Venez apprendre comme c’est étrange
Monstres
Professeur à la Sorbonne, Patrick Dandrey entame à Genève un cycle de conférences centrées sur la notion d’étrangeté, tant dans le domaine de la philosophie que dans celui des arts

En moyen français – cet état intermédiaire de notre langue que l’on parlait et que l’on écrivait en gros entre le XIVe et le XVIe siècle –, l’adjectif estrange signifiait beaucoup plus de choses qu’en français moderne. Il désignait, comme aujourd’hui, ce qui échappe aux normes (le bizarre), mais il pouvait de plus matérialiser la notion d’éloignement géographique (l’exotique) – bref: l’estrange, c’est tout autant l’étrange que l’étranger.
C’est sur cette multiplicité de sens que Patrick Dandrey, professeur à la Sorbonne, ancre les quatre prometteuses conférences qu’il donnera dès ce lundi à Genève, à l’initiative conjointe de l’Université et du Bodmer Lab.
Méditation sur l'inconnu
Pour ce spécialiste de Molière et de La Fontaine, ainsi que de la représentation de la mélancolie dans les arts, l’étrangeté est un magnifique terrain de jeu intellectuel, et un carrefour qui ouvre sur de multiples embranchements de pensée. Le programme des présentations en témoigne, qui mènera le public d’une réflexion sur la notion même de bizarrerie dans les savoirs antiques (tant Aristote que Démocrite ou Hippocrate avaient réfléchi à ces accrocs dans la trame du concevable) à un voyage vers des actualisations un peu plus proches de nous: la nostalgie comme métabolisation de cet éloignement géographique qu’on a longtemps nommé l’estrangement; les fantasmes de l’hybridité entre l’homme et l’animal, en particulier dans le domaine du conte et de la fable; et enfin les angoisses liées aux schèmes de la monstruosité et de la métamorphose (avec un accent particulier porté sur une vedette du domaine: le loup-garou).

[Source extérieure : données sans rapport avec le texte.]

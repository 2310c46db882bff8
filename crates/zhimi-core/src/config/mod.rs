//! Configuration system for zhimi.

use serde::{Deserialize, Serialize};
use std::path::{Path, PathBuf};
use std::time::Duration;

use crate::error::{ZhimiError, ZhimiResult};
use crate::retrieval::RetrievalConfig;
use crate::traits::{EmbedderConfig, EmbedderProvider, LlmConfig};

/// SiliconFlow's OpenAI-compatible endpoint.
pub const SILICONFLOW_BASE_URL: &str = "https://api.siliconflow.cn/v1";

/// Default chat model served by SiliconFlow.
pub const DEFAULT_LLM_MODEL: &str = "Qwen2.5-7B-Instruct";

/// LLM provider type.
#[derive(Debug, Clone, Copy, PartialEq, Eq, Serialize, Deserialize, Default)]
#[serde(rename_all = "lowercase")]
pub enum LlmProvider {
    #[default]
    SiliconFlow,
    OpenAI,
}

impl LlmProvider {
    /// Environment variable holding the API key for this provider.
    pub fn api_key_env(&self) -> &'static str {
        match self {
            LlmProvider::SiliconFlow => "SILICONFLOW_API_KEY",
            LlmProvider::OpenAI => "OPENAI_API_KEY",
        }
    }

    /// Base URL used when the config does not set one.
    pub fn default_base_url(&self) -> Option<&'static str> {
        match self {
            LlmProvider::SiliconFlow => Some(SILICONFLOW_BASE_URL),
            LlmProvider::OpenAI => None,
        }
    }
}

/// Provider configuration with type.
#[derive(Debug, Clone, Serialize, Deserialize)]
pub struct LlmProviderConfig {
    /// Provider type.
    pub provider: LlmProvider,
    /// Provider-specific configuration.
    #[serde(flatten)]
    pub config: LlmConfig,
}

impl Default for LlmProviderConfig {
    fn default() -> Self {
        Self {
            provider: LlmProvider::SiliconFlow,
            config: LlmConfig {
                model: DEFAULT_LLM_MODEL.to_string(),
                ..Default::default()
            },
        }
    }
}

/// Embedder provider configuration.
#[derive(Debug, Clone, Serialize, Deserialize)]
pub struct EmbedderProviderConfig {
    /// Provider type.
    pub provider: EmbedderProvider,
    /// Provider-specific configuration.
    #[serde(flatten)]
    pub config: EmbedderConfig,
}

impl Default for EmbedderProviderConfig {
    fn default() -> Self {
        Self {
            provider: EmbedderProvider::SiliconFlow,
            config: EmbedderConfig::default(),
        }
    }
}

/// User memory settings.
#[derive(Debug, Clone, Serialize, Deserialize)]
#[serde(default)]
pub struct MemoryConfig {
    /// Memory table location; defaults to `<data_dir>/user_memory.json`.
    #[serde(skip_serializing_if = "Option::is_none")]
    pub storage_path: Option<PathBuf>,
    /// Number of most recent turns handed to the extractor.
    pub conversation_window: usize,
    /// Deadline for a single extraction call to the LLM.
    pub extraction_timeout_secs: u64,
    /// User id used when a caller does not name one.
    pub default_user_id: String,
}

impl Default for MemoryConfig {
    fn default() -> Self {
        Self {
            storage_path: None,
            conversation_window: 6,
            extraction_timeout_secs: 30,
            default_user_id: "default_user".to_string(),
        }
    }
}

impl MemoryConfig {
    /// Extraction deadline as a [`Duration`].
    pub fn extraction_timeout(&self) -> Duration {
        Duration::from_secs(self.extraction_timeout_secs)
    }
}

/// Document ingestion settings.
#[derive(Debug, Clone, Serialize, Deserialize)]
#[serde(default)]
pub struct IngestConfig {
    /// Target chunk length in characters.
    pub chunk_size: usize,
    /// Characters shared between neighbouring chunks.
    pub chunk_overlap: usize,
    /// File extensions picked up by the loader.
    pub extensions: Vec<String>,
}

impl Default for IngestConfig {
    fn default() -> Self {
        Self {
            chunk_size: 500,
            chunk_overlap: 100,
            extensions: vec!["txt".to_string(), "md".to_string(), "markdown".to_string()],
        }
    }
}

/// Main zhimi configuration.
#[derive(Debug, Clone, Serialize, Deserialize)]
#[serde(default)]
pub struct ZhimiConfig {
    /// Directory holding the chunk index and memory table.
    pub data_dir: PathBuf,
    /// Chunk index location; defaults to `<data_dir>/chunks.db`.
    #[serde(skip_serializing_if = "Option::is_none")]
    pub index_path: Option<PathBuf>,
    /// LLM configuration.
    pub llm: LlmProviderConfig,
    /// Embedder configuration.
    pub embedder: EmbedderProviderConfig,
    /// Retrieval limits.
    pub retrieval: RetrievalConfig,
    /// User memory settings.
    pub memory: MemoryConfig,
    /// Ingestion settings.
    pub ingest: IngestConfig,
}

impl Default for ZhimiConfig {
    fn default() -> Self {
        Self {
            data_dir: PathBuf::from("memory"),
            index_path: None,
            llm: LlmProviderConfig::default(),
            embedder: EmbedderProviderConfig::default(),
            retrieval: RetrievalConfig::default(),
            memory: MemoryConfig::default(),
            ingest: IngestConfig::default(),
        }
    }
}

impl ZhimiConfig {
    /// Load configuration from a file (TOML, JSON, or YAML).
    pub fn from_file(path: impl AsRef<Path>) -> ZhimiResult<Self> {
        let content = std::fs::read_to_string(path.as_ref())?;
        let ext = path.as_ref().extension().and_then(|e| e.to_str());

        match ext {
            Some("toml") => {
                toml::from_str(&content).map_err(|e| ZhimiError::Configuration(e.to_string()))
            }
            Some("json") => serde_json::from_str(&content)
                .map_err(|e| ZhimiError::Configuration(e.to_string())),
            Some("yaml" | "yml") => serde_yaml::from_str(&content)
                .map_err(|e| ZhimiError::Configuration(e.to_string())),
            _ => Err(ZhimiError::Configuration(
                "Unsupported config file format. Use .toml, .json, or .yaml".to_string(),
            )),
        }
    }

    /// Load configuration from the environment.
    ///
    /// `ZHIMI_CONFIG` names a file to start from; the remaining variables
    /// override individual settings on top of it.
    pub fn from_env() -> ZhimiResult<Self> {
        let mut config = match std::env::var("ZHIMI_CONFIG") {
            Ok(path) => Self::from_file(path)?,
            Err(_) => Self::default(),
        };

        if let Ok(dir) = std::env::var("ZHIMI_DATA_DIR") {
            config.data_dir = PathBuf::from(dir);
        }
        if let Ok(model) = std::env::var("LLM_MODEL") {
            config.llm.config.model = model;
        }
        if let Ok(model) = std::env::var("EMBED_MODEL") {
            config.embedder.config.model = model;
        }

        let key_env = config.llm.provider.api_key_env();
        if let Ok(api_key) = std::env::var(key_env).or_else(|_| std::env::var("OPENAI_API_KEY")) {
            if config.llm.config.api_key.is_none() {
                config.llm.config.api_key = Some(api_key.clone());
            }
            if config.embedder.config.api_key.is_none() {
                config.embedder.config.api_key = Some(api_key);
            }
        }

        Ok(config)
    }

    /// Resolved chunk index path.
    pub fn index_path(&self) -> PathBuf {
        self.index_path
            .clone()
            .unwrap_or_else(|| self.data_dir.join("chunks.db"))
    }

    /// Resolved memory table path.
    pub fn memory_path(&self) -> PathBuf {
        self.memory
            .storage_path
            .clone()
            .unwrap_or_else(|| self.data_dir.join("user_memory.json"))
    }
}

#[cfg(test)]
mod tests {
    use super::*;

    #[test]
    fn test_defaults_match_product_settings() {
        let config = ZhimiConfig::default();
        assert_eq!(config.llm.provider, LlmProvider::SiliconFlow);
        assert_eq!(config.llm.config.model, "Qwen2.5-7B-Instruct");
        assert_eq!(config.embedder.config.model, "BAAI/bge-large-zh-v1.5");
        assert_eq!(config.retrieval.keyword_top_k, 3);
        assert_eq!(config.memory.conversation_window, 6);
        assert_eq!(config.index_path(), PathBuf::from("memory/chunks.db"));
        assert_eq!(config.memory_path(), PathBuf::from("memory/user_memory.json"));
    }

    #[test]
    fn test_from_toml_file() {
        let dir = tempfile::tempdir().unwrap();
        let path = dir.path().join("zhimi.toml");
        std::fs::write(
            &path,
            r#"
data_dir = "/var/lib/zhimi"

[llm]
provider = "openai"
model = "gpt-4o-mini"

[retrieval]
semantic_k = 4

[memory]
extraction_timeout_secs = 5
"#,
        )
        .unwrap();

        let config = ZhimiConfig::from_file(&path).unwrap();
        assert_eq!(config.llm.provider, LlmProvider::OpenAI);
        assert_eq!(config.llm.config.model, "gpt-4o-mini");
        assert_eq!(config.retrieval.semantic_k, 4);
        assert_eq!(config.retrieval.lexical_k, 2);
        assert_eq!(config.memory.extraction_timeout(), Duration::from_secs(5));
        assert_eq!(config.memory_path(), PathBuf::from("/var/lib/zhimi/user_memory.json"));
    }

    #[test]
    fn test_unsupported_extension() {
        let dir = tempfile::tempdir().unwrap();
        let path = dir.path().join("zhimi.ini");
        std::fs::write(&path, "x=1").unwrap();
        assert!(matches!(
            ZhimiConfig::from_file(&path),
            Err(ZhimiError::Configuration(_))
        ));
    }

    #[test]
    fn test_provider_env_names() {
        assert_eq!(LlmProvider::SiliconFlow.api_key_env(), "SILICONFLOW_API_KEY");
        assert_eq!(LlmProvider::OpenAI.default_base_url(), None);
    }
}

Dans La Cité de Dieu, saint Augustin expliquait que l’Homme a pour habitude de qualifier de monstrueux les faits et les êtres dont il n’arrive pas à expliquer l’origine («Un prodige ne se produit pas contre la nature, mais contre ce qui est pour nous la nature connue»). Les conférences de Patrick Dandrey devraient contribuer à faire connaître tout le potentiel philosophique et poétique de cette antique méditation sur l’inconnu.